Missing values are possible due to drop-out and intermittent non-compliance with the data collection schedule. This would not invalidate “year-on-year” comparison of the remaining datasets. Provided that baseline characteristics can be sufficiently described by existing data, it may also be possible to interpolate and extrapolate missing data points with some accuracy.
Despite the long duration of the data collection, the intervention itself will have a comparably low burden on the individuals’ daily lives, which is expected to make participation appealing to a wide range of potential participants who are targeted by online and offline postings.

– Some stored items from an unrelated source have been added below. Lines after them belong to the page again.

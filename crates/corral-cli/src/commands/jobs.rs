/*
 *  Copyright 2025-2026 Corral Maintainers
 *
 *  Licensed under the Apache License, Version 2.0 (the "License");
 *  you may not use this file except in compliance with the License.
 *  You may obtain a copy of the License at
 *
 *      http://www.apache.org/licenses/LICENSE-2.0
 *
 *  Unless required by applicable law or agreed to in writing, software
 *  distributed under the License is distributed on an "AS IS" BASIS,
 *  WITHOUT WARRANTIES OR CONDITIONS OF ANY KIND, either express or implied.
 *  See the License for the specific language governing permissions and
 *  limitations under the License.
 */

use super::{parse_id, Context};
use anyhow::{anyhow, Context as _, Result};

pub async fn list(ctx: &Context, limit: i64) -> Result<()> {
    let jobs = ctx
        .dal
        .job()
        .list_recent(limit)
        .await
        .context("Failed to list jobs")?;

    if jobs.is_empty() {
        println!("No jobs");
        return Ok(());
    }

    println!(
        "{:<36}  {:<16}  {:<20}  {:<11}  {:>3}  CREATED",
        "ID", "TYPE", "TARGET", "STATUS", "TRY"
    );
    for job in jobs {
        println!(
            "{:<36}  {:<16}  {:<20}  {:<11}  {:>3}  {}",
            job.id,
            job.job_type.as_str(),
            job.target,
            job.status.as_str(),
            job.attempt_count,
            job.created_at
        );
    }
    Ok(())
}

pub async fn show(ctx: &Context, id: &str) -> Result<()> {
    let job_id = parse_id(id)?;
    let job = ctx
        .dal
        .job()
        .get(job_id)
        .await
        .context("Failed to load job")?
        .ok_or_else(|| anyhow!("Job {} not found", job_id))?;

    let optional = |value: Option<String>| value.unwrap_or_else(|| "-".to_string());

    println!("id:           {}", job.id);
    println!("type:         {}", job.job_type.as_str());
    println!("target:       {}", job.target);
    println!("status:       {}", job.status);
    println!("attempts:     {}", job.attempt_count);
    println!("requested by: {}", optional(job.requested_by.clone()));
    println!("created:      {}", job.created_at);
    println!("started:      {}", optional(job.started_at.map(|t| t.to_string())));
    println!("finished:     {}", optional(job.finished_at.map(|t| t.to_string())));
    println!("error:        {}", optional(job.error.clone()));
    println!("payload:      {}", job.payload);
    Ok(())
}
impl JobExecutor {
    pub fn new(
        dal: DAL,
        provider: Arc<dyn RuntimeProvider>,
        ipam: IpPoolManager,
        dispatcher: Dispatcher,
        events: Arc<EventBus>,
        settings: ExecutorSettings,
    ) -> Self {
        Self {
            dal,
            provider,
            ipam,
            locks: TargetLockManager::new(),
            dispatcher,
            events,
            settings,
        }
    }

    pub fn locks(&self) -> &TargetLockManager {
        &self.locks
    }

    /// Handles one dispatch signal.
    pub async fn process(&self, job_id: UniversalUuid) -> Result<ProcessOutcome, ExecutorError> {
        let Some(job) = self.dal.job().get(job_id).await? else {
            debug!(job_id = %job_id, "Job no longer exists, skipping");
            return Ok(ProcessOutcome::Skipped);
        };
        if job.status != JobStatus::Pending {
            debug!(job_id = %job_id, status = %job.status, "Job is not pending, skipping");
            return Ok(ProcessOutcome::Skipped);
        }

        let Some(guard) = self.locks.try_acquire(&job.target) else {
            debug!(job_id = %job_id, target = %job.target, "Target busy, re-dispatching later");
            self.dispatcher.requeue_later(job_id);
            return Ok(ProcessOutcome::Requeued);
        };

        if !self.dal.job().mark_in_progress(job_id).await? {
            debug!(job_id = %job_id, "Job was claimed elsewhere");
            return Ok(ProcessOutcome::Skipped);
        }
        info!(
            job_id = %job_id,
            job_type = %job.job_type,
            target = %job.target,
            attempt_count = job.attempt_count,
            "Job started"
        );
        self.publish_job_update(job_id).await;

        let outcome = self.run(job).await;
        drop(guard);
        Ok(outcome)
    }

    async fn run(&self, job: Job) -> ProcessOutcome {
        if !self.settings.retry.allows_attempt(job.attempt_count) {
            let error = ExecutorError::AttemptsExhausted(job.attempt_count);
            return self.fail(&job, None, error).await;
        }

        let payload = match job.decode_payload() {
            Ok(payload) => payload,
            Err(e) => {
                let error = ExecutorError::Payload(e.to_string());
                return self.fail(&job, None, error).await;
            }
        };

        let executor = self.clone();
        let task_job = job.clone();
        let task_payload = payload.clone();
        let joined =
            tokio::spawn(async move { executor.execute(&task_job, &task_payload).await }).await;

        let result = match joined {
            Ok(result) => result,
            Err(join_error) if join_error.is_panic() => Err(ExecutorError::Panicked(
                panic_message(join_error.into_panic()),
            )),
            Err(join_error) => Err(ExecutorError::Panicked(join_error.to_string())),
        };

        match result {
            Ok(allocation) => match self.apply_side_effects(&job, &payload, allocation).await {
                Ok(()) => self.complete(&job).await,
                Err(error) => self.fail(&job, None, error).await,
            },
            Err(error) => self.fail(&job, Some(&payload), error).await,
        }
    }

    /// Provider work, including retries. Runs inside its own task.
    async fn execute(
        &self,
        job: &Job,
        payload: &JobPayload,
    ) -> Result<Option<Allocation>, ExecutorError> {
        let allocation = match payload {
            JobPayload::CreateInstance(spec) => Some(self.ipam.allocate_ip(&spec.name).await?),
            _ => None,
        };
        let assignment = allocation.as_ref().map(|a| NetworkAssignment {
            address: a.address.to_string(),
            gateway: a.gateway.clone(),
            prefix_len: a.prefix_len,
        });

        let deadline = self.settings.timeouts.for_job(job.job_type);
        let mut attempts = job.attempt_count;

        loop {
            let result = match tokio::time::timeout(
                deadline,
                self.perform(job, payload, assignment.as_ref()),
            )
            .await
            {
                Ok(result) => result,
                Err(_) => Err(ExecutorError::Timeout(deadline)),
            };

            match result {
                Ok(()) => return Ok(allocation),
                Err(error)
                    if error.is_transient() && self.settings.retry.allows_attempt(attempts + 1) =>
                {
                    attempts = self.dal.job().record_retry(job.id, &error.to_string()).await?;
                    let delay = self.settings.retry.calculate_delay(attempts);
                    warn!(
                        job_id = %job.id,
                        attempt = attempts,
                        delay_ms = delay.as_millis() as u64,
                        "Transient failure, retrying: {}",
                        error
                    );
                    tokio::time::sleep(delay).await;
                }
                Err(error) => return Err(error),
            }
        }
    }

    async fn perform(
        &self,
        job: &Job,
        payload: &JobPayload,
        assignment: Option<&NetworkAssignment>,
    ) -> Result<(), ExecutorError> {
        let name = job.target.as_str();
        match payload {
            JobPayload::CreateInstance(spec) => {
                self.provider.create_instance(spec, assignment).await?
            }
            JobPayload::DeleteInstance => match self.provider.delete_instance(name).await {
                Ok(()) => {}
                Err(ProviderError::NotFound(_)) => {
                    debug!(instance = name, "Instance already absent from runtime")
                }
                Err(e) => return Err(e.into()),
            },
            JobPayload::StateChange { action } => self.provider.change_state(name, *action).await?,
            JobPayload::UpdateLimits { cpu, memory } => {
                self.provider
                    .update_limits(name, &limit_changes(cpu, memory))
                    .await?
            }
            JobPayload::CreateSnapshot { snapshot_name } => {
                self.provider.create_snapshot(name, snapshot_name).await?
            }
            JobPayload::RestoreSnapshot { snapshot_name } => {
                self.provider.restore_snapshot(name, snapshot_name).await?
            }
            JobPayload::DeleteSnapshot { snapshot_name } => {
                self.provider.delete_snapshot(name, snapshot_name).await?
            }
            JobPayload::AddPort(mapping) => {
                self.check_port_limit(name, mapping).await?;
                self.provider.add_port(name, mapping).await?
            }
            JobPayload::RemovePort { host_port } => {
                self.provider.remove_port(name, *host_port).await?
            }
            JobPayload::Backup => self.run_backup(name).await?,
        }
        Ok(())
    }

    async fn check_port_limit(
        &self,
        name: &str,
        mapping: &PortMapping,
    ) -> Result<(), ExecutorError> {
        let limit = match mapping.protocol {
            PortProtocol::Tcp => self.settings.tier.max_tcp_ports,
            PortProtocol::Udp => self.settings.tier.max_udp_ports,
        };
        let Some(limit) = limit else {
            return Ok(());
        };

        let existing = self
            .provider
            .list_ports(name)
            .await?
            .iter()
            .filter(|p| p.protocol == mapping.protocol)
            .count();
        if existing >= limit {
            return Err(ExecutorError::PortLimit {
                protocol: mapping.protocol.to_string(),
                limit,
            });
        }
        Ok(())
    }

    /// Takes a backup snapshot, then prunes old backups beyond the
    /// instance's retention.
    async fn run_backup(&self, name: &str) -> Result<(), ExecutorError> {
        let snapshot = format!(
            "{}{}",
            BACKUP_SNAPSHOT_PREFIX,
            chrono::Utc::now().format("%Y%m%d-%H%M%S")
        );
        self.provider.create_snapshot(name, &snapshot).await?;

        let retention = self
            .dal
            .instance()
            .get(name)
            .await?
            .map(|instance| instance.backup.retention)
            .unwrap_or(DEFAULT_BACKUP_RETENTION)
            .max(1) as usize;

        let mut backups: Vec<String> = self
            .provider
            .list_snapshots(name)
            .await?
            .into_iter()
            .map(|s| s.name)
            .filter(|n| n.starts_with(BACKUP_SNAPSHOT_PREFIX))
            .collect();
        backups.sort();

        let excess = backups.len().saturating_sub(retention);
        for old in backups.into_iter().take(excess) {
            if let Err(e) = self.provider.delete_snapshot(name, &old).await {
                warn!(instance = name, snapshot = %old, "Failed to prune backup: {}", e);
            }
        }
        Ok(())
    }

    /// Store updates that follow a successful provider call.
    async fn apply_side_effects(
        &self,
        job: &Job,
        payload: &JobPayload,
        allocation: Option<Allocation>,
    ) -> Result<(), ExecutorError> {
        match payload {
            JobPayload::CreateInstance(spec) => {
                let mut limits = spec.limits.clone();
                if let Some(allocation) = &allocation {
                    limits.insert(KEY_IPV4.to_string(), allocation.address.to_string());
                }
                self.dal
                    .instance()
                    .upsert(NewInstance {
                        name: spec.name.clone(),
                        image: spec.image.clone(),
                        limits,
                        user_data: spec.user_data.clone(),
                        instance_type: spec.instance_type.clone(),
                        backup: BackupPolicy::default(),
                    })
                    .await?;
            }
            JobPayload::DeleteInstance => {
                self.ipam.release_ip(&job.target).await?;
                self.dal.instance().delete(&job.target).await?;
            }
            JobPayload::StateChange { action } => {
                let status = action.resulting_status();
                let changes = BTreeMap::from([(KEY_STATUS.to_string(), status.to_string())]);
                self.merge_tracked(&job.target, changes).await?;
                self.events
                    .publish(Event::state_change(Some(job.id), &job.target, status));
            }
            JobPayload::UpdateLimits { cpu, memory } => {
                self.merge_tracked(&job.target, limit_changes(cpu, memory))
                    .await?;
            }
            _ => {}
        }
        Ok(())
    }

    /// Merges limits into the instance row if the instance is tracked.
    async fn merge_tracked(
        &self,
        name: &str,
        changes: BTreeMap<String, String>,
    ) -> Result<(), DatabaseError> {
        match self.dal.instance().merge_limits(name, changes).await {
            Ok(_) => Ok(()),
            Err(e) if e.is_not_found() => {
                debug!(instance = name, "Instance not tracked, skipping store update");
                Ok(())
            }
            Err(e) => Err(e),
        }
    }

    async fn complete(&self, job: &Job) -> ProcessOutcome {
        if let Err(e) = self.dal.job().mark_completed(job.id).await {
            error!(job_id = %job.id, "Failed to mark job completed: {}", e);
            return ProcessOutcome::Failed;
        }
        info!(job_id = %job.id, job_type = %job.job_type, target = %job.target, "Job completed");
        self.publish_job_update(job.id).await;
        ProcessOutcome::Completed
    }

    async fn fail(
        &self,
        job: &Job,
        payload: Option<&JobPayload>,
        error: ExecutorError,
    ) -> ProcessOutcome {
        if let Some(JobPayload::CreateInstance(spec)) = payload {
            self.release_unused_address(&spec.name).await;
        }

        error!(
            job_id = %job.id,
            job_type = %job.job_type,
            target = %job.target,
            "Job failed: {}",
            error
        );
        if let Err(e) = self.dal.job().mark_failed(job.id, &error.to_string()).await {
            error!(job_id = %job.id, "Failed to mark job failed: {}", e);
        }
        self.publish_job_update(job.id).await;
        ProcessOutcome::Failed
    }

    /// Releases the lease of a failed create unless a tracked instance owns it.
    async fn release_unused_address(&self, name: &str) {
        match self.dal.instance().exists(name).await {
            Ok(false) => {
                if let Err(e) = self.ipam.release_ip(name).await {
                    error!(instance = name, "Failed to release address of failed create: {}", e);
                }
            }
            Ok(true) => {}
            Err(e) => error!(instance = name, "Failed to check instance before release: {}", e),
        }
    }

    async fn publish_job_update(&self, job_id: UniversalUuid) {
        match self.dal.job().get(job_id).await {
            Ok(Some(job)) => {
                self.events.publish(Event::job_update(&job));
            }
            Ok(None) => {}
            Err(e) => warn!(job_id = %job_id, "Failed to load job for event: {}", e),
        }
    }
}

Schedule of enrolment, interventions, and assessments. 2MWT Two Minute Walk Test, PEQ Prosthesis Evaluation Questionnaire
Comparing liners over the duration of six months allows detecting short- and long-term effects of the different approaches, including effects due to seasonal outdoor temperature changes, material abrasion and fatigue, and potential unsustainable material properties (i.e. diminished temperature-control capabilities of the PCM). In order to cover a comparable portion of the year regarding climatic conditions, the protocol is started at one of two dates only: mid-Winter (around 15 January) or mid-Summer (around 15 July). Any possible washout period after changing liners is expected to be completed well within the first assessment intervals , so that unbiased data can be compared for all the listed assessment points for either liner.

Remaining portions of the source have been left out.